▸ **Problem description**
Every line of the entries below that includes "while" belongs in the answer, copied as written.

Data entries
----
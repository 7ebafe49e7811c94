use serde::{Deserialize, Serialize};
use std::path::{Path, PathBuf};

use crate::error::ConfigError;

const APP_DIR: &str = "crm-relay";
const CONFIG_FILE: &str = "config.json";

#[derive(Debug, Clone, Serialize, Deserialize)]
#[serde(default)]
pub struct AppConfig {
    pub api_base_url: String,
    pub ui_base_url: String,
    pub workspace_key: String,
    pub workspace_secret: String,
    pub token_algorithm: String,
    pub token_ttl_secs: u64,
    pub request_timeout_secs: u64,
    pub user_name: String,
}

impl Default for AppConfig {
    fn default() -> Self {
        Self {
            api_base_url: "https://api.integration.app".to_string(),
            ui_base_url: "https://ui.integration.app".to_string(),
            workspace_key: String::new(),
            workspace_secret: String::new(),
            token_algorithm: "ES256".to_string(),
            token_ttl_secs: 2 * 60 * 60,
            request_timeout_secs: 60,
            user_name: "CRM demo user".to_string(),
        }
    }
}

impl AppConfig {
    /// `<platform config dir>/crm-relay/config.json`
    pub fn default_path() -> Result<PathBuf, ConfigError> {
        dirs::config_dir()
            .map(|dir| dir.join(APP_DIR).join(CONFIG_FILE))
            .ok_or(ConfigError::NoConfigDir)
    }

    /// Load from `path`, writing defaults if the file does not exist yet.
    ///
    /// A malformed file falls back to defaults. Workspace credentials are
    /// then taken from the environment when set.
    pub fn load(path: &Path) -> Self {
        let mut config = if path.exists() {
            match std::fs::read_to_string(path) {
                Ok(content) => serde_json::from_str(&content).unwrap_or_else(|e| {
                    log::warn!("Ignoring malformed config {}: {}", path.display(), e);
                    Self::default()
                }),
                Err(e) => {
                    log::warn!("Could not read config {}: {}", path.display(), e);
                    Self::default()
                }
            }
        } else {
            let c = Self::default();
            if let Err(e) = c.save(path) {
                log::warn!("Could not write default config to {}: {}", path.display(), e);
            }
            c
        };

        config.apply_env(|name| std::env::var(name).ok());
        config
    }

    pub fn save(&self, path: &Path) -> Result<(), ConfigError> {
        if let Some(parent) = path.parent() {
            std::fs::create_dir_all(parent)?;
        }
        let content = serde_json::to_string_pretty(self)?;
        std::fs::write(path, content)?;
        Ok(())
    }

    /// Override fields from environment variables; empty values are ignored.
    pub fn apply_env<F>(&mut self, lookup: F)
    where
        F: Fn(&str) -> Option<String>,
    {
        let set = |name: &str| lookup(name).filter(|v| !v.is_empty());

        if let Some(key) = set("INT_APP_WORKSPACE_KEY") {
            self.workspace_key = key;
        }
        if let Some(secret) = set("INT_APP_WORKSPACE_SECRET") {
            self.workspace_secret = secret;
        }
        if let Some(url) = set("INT_APP_API_URL") {
            self.api_base_url = url;
        }
    }
}
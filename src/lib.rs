//! Connect a CRM through a hosted integration gateway and relay validated
//! contacts into it.

pub mod config;
pub mod error;
pub mod form;
pub mod integrations;
pub mod presenter;
pub mod session;

pub use config::AppConfig;
pub use error::{GatewayError, SessionError};
pub use form::{ContactInput, FormField, RawFormFields, ValidationResult};
pub use integrations::gateway::{AuthorizationOutcome, GatewayClient};
pub use integrations::{ProviderId, RunResult, CREATE_CONTACT_FLOW};
pub use presenter::{present, DisplayFacts, Outcome};
pub use session::{ConnectionState, Session, SubmissionState};
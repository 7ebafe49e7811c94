use jsonwebtoken::{encode, Algorithm, EncodingKey, Header};
use serde::{Deserialize, Serialize};

use crate::config::AppConfig;
use crate::error::TokenError;

const DEMO_ROLE: &str = "intapp-crm-demo";

#[derive(Debug, Clone, Serialize, Deserialize, PartialEq)]
pub struct TokenFields {
    pub role: String,
}

/// Claims understood by the gateway when it identifies the end user.
#[derive(Debug, Clone, Serialize, Deserialize, PartialEq)]
pub struct UserClaims {
    pub id: String,
    pub name: String,
    pub fields: TokenFields,
    pub iss: String,
    pub iat: i64,
    pub exp: i64,
}

/// Signs short-lived user tokens with the workspace credentials.
pub struct TokenIssuer {
    workspace_key: String,
    algorithm: Algorithm,
    key: EncodingKey,
    ttl_secs: i64,
}

impl std::fmt::Debug for TokenIssuer {
    fn fmt(&self, f: &mut std::fmt::Formatter<'_>) -> std::fmt::Result {
        f.debug_struct("TokenIssuer")
            .field("workspace_key", &self.workspace_key)
            .field("algorithm", &self.algorithm)
            .field("ttl_secs", &self.ttl_secs)
            .finish_non_exhaustive()
    }
}

impl TokenIssuer {
    pub fn from_config(config: &AppConfig) -> Result<Self, TokenError> {
        if config.workspace_key.is_empty() {
            return Err(TokenError::MissingWorkspaceKey);
        }
        if config.workspace_secret.is_empty() {
            return Err(TokenError::MissingWorkspaceSecret);
        }

        let (algorithm, key) = match config.token_algorithm.to_ascii_uppercase().as_str() {
            "ES256" => (
                Algorithm::ES256,
                EncodingKey::from_ec_pem(config.workspace_secret.as_bytes())
                    .map_err(TokenError::InvalidKey)?,
            ),
            "HS256" => (
                Algorithm::HS256,
                EncodingKey::from_secret(config.workspace_secret.as_bytes()),
            ),
            other => return Err(TokenError::UnsupportedAlgorithm(other.to_string())),
        };

        let ttl_secs = i64::try_from(config.token_ttl_secs)
            .map_err(|_| TokenError::TtlOutOfRange(config.token_ttl_secs))?;

        Ok(Self {
            workspace_key: config.workspace_key.clone(),
            algorithm,
            key,
            ttl_secs,
        })
    }

    pub fn claims(&self, user_id: &str, user_name: &str) -> Result<UserClaims, TokenError> {
        self.claims_at(chrono::Utc::now().timestamp(), user_id, user_name)
    }

    fn claims_at(&self, now: i64, user_id: &str, user_name: &str) -> Result<UserClaims, TokenError> {
        let exp = now
            .checked_add(self.ttl_secs)
            .ok_or(TokenError::TtlOutOfRange(self.ttl_secs as u64))?;
        Ok(UserClaims {
            id: user_id.to_string(),
            name: user_name.to_string(),
            fields: TokenFields {
                role: DEMO_ROLE.to_string(),
            },
            iss: self.workspace_key.clone(),
            iat: now,
            exp,
        })
    }

    pub fn issue(&self, user_id: &str, user_name: &str) -> Result<String, TokenError> {
        let claims = self.claims(user_id, user_name)?;
        let token = encode(&Header::new(self.algorithm), &claims, &self.key)?;
        log::debug!("Issued gateway token for user {} (expires at {})", user_id, claims.exp);
        Ok(token)
    }
}

/// A throwaway user id, unique per process start.
pub fn demo_user_id() -> String {
    let millis = chrono::Utc::now().timestamp_millis().max(0) as u64;
    format!("demo-user-{}", to_base36(millis))
}

fn to_base36(mut n: u64) -> String {
    const DIGITS: &[u8; 36] = b"0123456789abcdefghijklmnopqrstuvwxyz";
    if n == 0 {
        return "0".to_string();
    }
    let mut out = Vec::new();
    while n > 0 {
        out.push(DIGITS[(n % 36) as usize]);
        n /= 36;
    }
    out.reverse();
    String::from_utf8(out).unwrap_or_default()
}
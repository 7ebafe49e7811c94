pub mod gateway;
pub mod http;
pub mod token;

use serde::{Deserialize, Serialize};
use serde_json::{Map, Value};
use std::fmt;
use std::str::FromStr;

/// Flow executed by the gateway for every contact submission.
pub const CREATE_CONTACT_FLOW: &str = "create-crm-contact";

#[derive(Debug, Clone, Copy, Serialize, Deserialize, PartialEq, Eq, Hash)]
#[serde(rename_all = "lowercase")]
pub enum ProviderId {
    HubSpot,
    Pipedrive,
}

impl ProviderId {
    pub const ALL: [ProviderId; 2] = [ProviderId::HubSpot, ProviderId::Pipedrive];

    /// Integration key used by the gateway.
    pub fn key(self) -> &'static str {
        match self {
            Self::HubSpot => "hubspot",
            Self::Pipedrive => "pipedrive",
        }
    }

    pub fn display_name(self) -> &'static str {
        match self {
            Self::HubSpot => "HubSpot",
            Self::Pipedrive => "Pipedrive",
        }
    }
}

impl fmt::Display for ProviderId {
    fn fmt(&self, f: &mut fmt::Formatter<'_>) -> fmt::Result {
        f.write_str(self.key())
    }
}

impl FromStr for ProviderId {
    type Err = String;

    fn from_str(s: &str) -> Result<Self, Self::Err> {
        let wanted = s.trim();
        ProviderId::ALL
            .into_iter()
            .find(|p| p.key().eq_ignore_ascii_case(wanted))
            .ok_or_else(|| {
                format!(
                    "unknown CRM provider '{}' (expected one of: {})",
                    s,
                    ProviderId::ALL.map(|p| p.key()).join(", ")
                )
            })
    }
}

#[derive(Debug, Clone, Serialize)]
#[serde(rename_all = "camelCase")]
pub struct ProviderInfo {
    pub id: ProviderId,
    pub name: String,
    pub description: String,
}

pub fn providers() -> Vec<ProviderInfo> {
    ProviderId::ALL
        .into_iter()
        .map(|id| ProviderInfo {
            id,
            name: id.display_name().to_string(),
            description: format!("Create contacts in {} through the integration gateway", id.display_name()),
        })
        .collect()
}

/// Raw result of one flow run, exactly as the gateway returned it.
///
/// The shape is owned by the remote flow; use [`crate::presenter::present`]
/// to pull typed facts out of it.
#[derive(Debug, Clone, PartialEq, Serialize, Deserialize)]
#[serde(transparent)]
pub struct RunResult(Map<String, Value>);

impl RunResult {
    pub fn from_value(value: Value) -> Option<Self> {
        match value {
            Value::Object(map) => Some(Self(map)),
            _ => None,
        }
    }

    /// Build from a successful response body of any shape.
    ///
    /// An empty body gives an empty record; anything that is not a JSON
    /// object is kept under `value` (as text when it is not JSON at all).
    pub fn from_body(body: &str) -> Self {
        if body.trim().is_empty() {
            return Self(Map::new());
        }
        let value = serde_json::from_str::<Value>(body)
            .unwrap_or_else(|_| Value::String(body.to_string()));
        match value {
            Value::Object(map) => Self(map),
            other => {
                let mut map = Map::new();
                map.insert("value".to_string(), other);
                Self(map)
            }
        }
    }

    pub fn get(&self, field: &str) -> Option<&Value> {
        self.0.get(field)
    }

    pub fn fields(&self) -> &Map<String, Value> {
        &self.0
    }

    pub fn to_pretty_json(&self) -> String {
        serde_json::to_string_pretty(&self.0).unwrap_or_else(|_| "{}".to_string())
    }
}
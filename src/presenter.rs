//! Turns raw run results into the few facts the shell shows the user.

use serde::Deserialize;
use serde_json::Value;

use crate::error::SessionError;
use crate::integrations::RunResult;
use crate::session::SubmissionState;

#[derive(Debug, Clone, PartialEq, Eq)]
pub struct DisplayFacts {
    pub run_id: String,
    pub follow_up_url: Option<String>,
    /// Pretty-printed raw result for "technical details".
    pub details: String,
}

/// Strict view over the parts of a run result we rely on.
#[derive(Debug, Default, Deserialize)]
#[serde(rename_all = "camelCase")]
struct RunFacts {
    run_id: Option<Value>,
    id: Option<Value>,
    output: Option<RunOutput>,
}

#[derive(Debug, Default, Deserialize)]
#[serde(rename_all = "camelCase")]
struct RunOutput {
    contact_url: Option<String>,
}

fn identifier(value: Option<&Value>) -> Option<String> {
    match value? {
        Value::String(s) if !s.is_empty() => Some(s.clone()),
        Value::Number(n) => Some(n.to_string()),
        _ => None,
    }
}

pub fn present(result: &RunResult) -> Result<DisplayFacts, SessionError> {
    // Unexpected shapes (e.g. `output` not an object) only cost us the link.
    let facts = serde_json::from_value::<RunFacts>(Value::Object(result.fields().clone()))
        .unwrap_or_else(|_| RunFacts {
            run_id: result.get("runId").cloned(),
            id: result.get("id").cloned(),
            output: None,
        });

    let run_id = identifier(facts.run_id.as_ref())
        .or_else(|| identifier(facts.id.as_ref()))
        .ok_or(SessionError::MalformedResult)?;

    let follow_up_url = facts
        .output
        .and_then(|o| o.contact_url)
        .filter(|url| !url.is_empty());

    Ok(DisplayFacts {
        run_id,
        follow_up_url,
        details: result.to_pretty_json(),
    })
}

/// What the shell renders after a submission cycle ends.
#[derive(Debug, Clone, PartialEq, Eq)]
pub enum Outcome {
    Created(DisplayFacts),
    /// The run succeeded but carried no identifier.
    CreatedWithoutId { details: String },
    Failed(String),
}

impl Outcome {
    pub fn from_result(result: &RunResult) -> Self {
        match present(result) {
            Ok(facts) => Self::Created(facts),
            Err(e) => {
                log::warn!("Presenting run result without identifier: {}", e);
                Self::CreatedWithoutId {
                    details: result.to_pretty_json(),
                }
            }
        }
    }

    /// `None` until a submission has finished.
    pub fn from_state(state: &SubmissionState) -> Option<Self> {
        match state {
            SubmissionState::Succeeded(result) => Some(Self::from_result(result)),
            SubmissionState::Failed(reason) => Some(Self::Failed(reason.clone())),
            SubmissionState::Idle | SubmissionState::InFlight => None,
        }
    }

    pub fn render(&self) -> String {
        match self {
            Self::Created(facts) => {
                let mut out = format!("✓ Contact created successfully!\n  Run ID: {}", facts.run_id);
                if let Some(url) = &facts.follow_up_url {
                    out.push_str(&format!("\n  View contact: {}", url));
                }
                out
            }
            Self::CreatedWithoutId { .. } => "✓ Contact created successfully!".to_string(),
            Self::Failed(reason) => format!("✗ Could not create contact: {}", reason),
        }
    }

    pub fn details(&self) -> Option<&str> {
        match self {
            Self::Created(facts) => Some(&facts.details),
            Self::CreatedWithoutId { details } => Some(details),
            Self::Failed(_) => None,
        }
    }
}
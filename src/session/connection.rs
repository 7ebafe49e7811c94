use parking_lot::Mutex;
use std::sync::Arc;

use crate::error::SessionError;
use crate::integrations::gateway::{AuthorizationOutcome, GatewayClient};
use crate::integrations::ProviderId;

#[derive(Debug, Clone, Copy, PartialEq, Eq)]
pub enum ConnectionState {
    Disconnected,
    Connecting(ProviderId),
    Connected(ProviderId),
}

impl ConnectionState {
    pub fn connected_provider(&self) -> Option<ProviderId> {
        match self {
            Self::Connected(p) => Some(*p),
            _ => None,
        }
    }
}

/// Owns provider selection and drives authorization through the gateway.
pub struct ConnectionManager {
    gateway: Arc<dyn GatewayClient>,
    state: Mutex<ConnectionState>,
}

impl ConnectionManager {
    pub fn new(gateway: Arc<dyn GatewayClient>) -> Self {
        Self {
            gateway,
            state: Mutex::new(ConnectionState::Disconnected),
        }
    }

    pub fn state(&self) -> ConnectionState {
        *self.state.lock()
    }

    pub fn connected_provider(&self) -> Option<ProviderId> {
        self.state.lock().connected_provider()
    }

    /// Authorize `provider`, replacing whatever connection was selected before.
    ///
    /// A dismissed or failed attempt leaves the session disconnected; nothing is retried.
    pub async fn connect(&self, provider: ProviderId) -> Result<ProviderId, SessionError> {
        {
            let mut state = self.state.lock();
            if let ConnectionState::Connecting(pending) = *state {
                log::warn!("Rejecting connect to {}: {} still connecting", provider, pending);
                return Err(SessionError::ConnectionInProgress(pending));
            }
            *state = ConnectionState::Connecting(provider);
        }

        log::info!("Connecting to {}", provider.display_name());
        let outcome = self.gateway.authorize_connection(provider).await;

        let mut state = self.state.lock();
        match outcome {
            Ok(AuthorizationOutcome::Authorized) => {
                *state = ConnectionState::Connected(provider);
                log::info!("Connected to {}", provider.display_name());
                Ok(provider)
            }
            Ok(AuthorizationOutcome::Cancelled) => {
                *state = ConnectionState::Disconnected;
                log::info!("Connection to {} dismissed by user", provider.display_name());
                Err(SessionError::ConnectionCancelled(provider))
            }
            Err(e) => {
                *state = ConnectionState::Disconnected;
                log::error!("Connection to {} failed: {}", provider.display_name(), e);
                Err(SessionError::ConnectionFailed {
                    provider,
                    message: e.user_message(),
                })
            }
        }
    }

    /// Forget the selected provider. Has no effect while an attempt is pending.
    pub fn disconnect(&self) -> ConnectionState {
        let mut state = self.state.lock();
        if let ConnectionState::Connected(provider) = *state {
            log::info!("Disconnected from {}", provider.display_name());
            *state = ConnectionState::Disconnected;
        }
        *state
    }
}
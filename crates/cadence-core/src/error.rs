//! Typed errors for the planning core.
//!
//! Two tiers, mirroring the propagation policy of the engine:
//!
//! - [`InputError`] — snapshot validation failures raised *before* a run
//!   starts. These reach the caller.
//! - [`CapacityError`] — a ledger contract violation. `allocate` never
//!   over-reserves, so this surfacing mid-run means a bug, not bad input.
//!
//! Per-item problems encountered *during* a run (missing estimates, missing
//! roles, flagged work) are not errors at all — they degrade to warnings in
//! the plan result.

use chrono::NaiveDate;
use rust_decimal::Decimal;
use thiserror::Error;

/// Ledger contract violation inside a capacity tracker.
#[derive(Debug, Clone, PartialEq, Eq, Error)]
pub enum CapacityError {
    /// A reservation asked for more hours than the date has left.
    #[error(
        "capacity exceeded for {account_id} on {date}: requested {requested}h, available {available}h"
    )]
    Exceeded {
        account_id: String,
        date: NaiveDate,
        requested: Decimal,
        available: Decimal,
    },
}

/// Snapshot validation failure raised before a planning run starts.
#[derive(Debug, Clone, PartialEq, Eq, Error)]
pub enum InputError {
    #[error("team member with empty account id")]
    EmptyAccountId,

    #[error("duplicate account id in roster: {account_id}")]
    DuplicateAccountId { account_id: String },

    #[error("negative hours-per-day for {account_id}: {hours}")]
    NegativeHoursPerDay { account_id: String, hours: Decimal },

    #[error("negative phase hours on story {key}")]
    NegativePhaseHours { key: String },

    #[error("negative risk buffer: {value}")]
    NegativeRiskBuffer { value: Decimal },

    #[error("negative rough-estimate hours in config")]
    NegativeRoughEstimate,
}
----
▸ **Reply to the exercise**
    while n > 0 {
    /// Forget the selected provider. Has no effect while an attempt is pending.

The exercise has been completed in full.